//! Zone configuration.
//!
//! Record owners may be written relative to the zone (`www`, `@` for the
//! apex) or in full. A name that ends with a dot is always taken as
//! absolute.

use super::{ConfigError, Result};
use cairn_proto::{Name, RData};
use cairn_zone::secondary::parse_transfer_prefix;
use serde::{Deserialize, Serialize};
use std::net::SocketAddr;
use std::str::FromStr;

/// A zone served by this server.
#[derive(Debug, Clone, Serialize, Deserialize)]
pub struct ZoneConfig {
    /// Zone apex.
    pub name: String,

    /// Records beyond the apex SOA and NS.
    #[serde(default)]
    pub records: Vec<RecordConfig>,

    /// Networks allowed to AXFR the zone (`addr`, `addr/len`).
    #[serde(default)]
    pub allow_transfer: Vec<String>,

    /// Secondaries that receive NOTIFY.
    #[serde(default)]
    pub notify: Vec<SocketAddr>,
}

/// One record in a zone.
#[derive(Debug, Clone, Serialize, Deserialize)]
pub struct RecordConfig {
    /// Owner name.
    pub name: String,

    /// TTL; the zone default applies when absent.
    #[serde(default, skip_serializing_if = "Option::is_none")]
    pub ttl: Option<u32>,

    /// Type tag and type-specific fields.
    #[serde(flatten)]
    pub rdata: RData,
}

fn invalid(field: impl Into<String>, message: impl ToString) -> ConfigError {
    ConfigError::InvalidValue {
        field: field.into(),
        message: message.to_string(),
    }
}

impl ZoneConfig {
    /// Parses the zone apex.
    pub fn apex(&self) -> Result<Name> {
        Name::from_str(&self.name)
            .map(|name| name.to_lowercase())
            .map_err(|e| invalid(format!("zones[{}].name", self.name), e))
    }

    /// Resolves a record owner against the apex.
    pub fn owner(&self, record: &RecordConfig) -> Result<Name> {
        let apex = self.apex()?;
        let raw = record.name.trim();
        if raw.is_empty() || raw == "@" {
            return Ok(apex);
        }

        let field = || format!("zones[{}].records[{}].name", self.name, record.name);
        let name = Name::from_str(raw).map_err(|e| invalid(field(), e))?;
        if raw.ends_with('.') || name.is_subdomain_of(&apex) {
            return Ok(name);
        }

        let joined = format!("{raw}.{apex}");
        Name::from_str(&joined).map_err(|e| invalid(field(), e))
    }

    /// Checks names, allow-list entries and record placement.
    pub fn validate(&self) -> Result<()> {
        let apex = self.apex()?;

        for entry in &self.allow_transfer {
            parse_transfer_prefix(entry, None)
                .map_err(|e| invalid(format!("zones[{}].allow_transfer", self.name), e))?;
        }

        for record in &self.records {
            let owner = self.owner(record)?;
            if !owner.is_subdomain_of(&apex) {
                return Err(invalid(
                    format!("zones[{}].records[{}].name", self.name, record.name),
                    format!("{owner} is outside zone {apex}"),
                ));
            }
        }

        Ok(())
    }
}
* * * * * * * * *
### What to do
Considering each line of the material above, count those with the word "ConfigError" and give only the number.

### Problem solution
3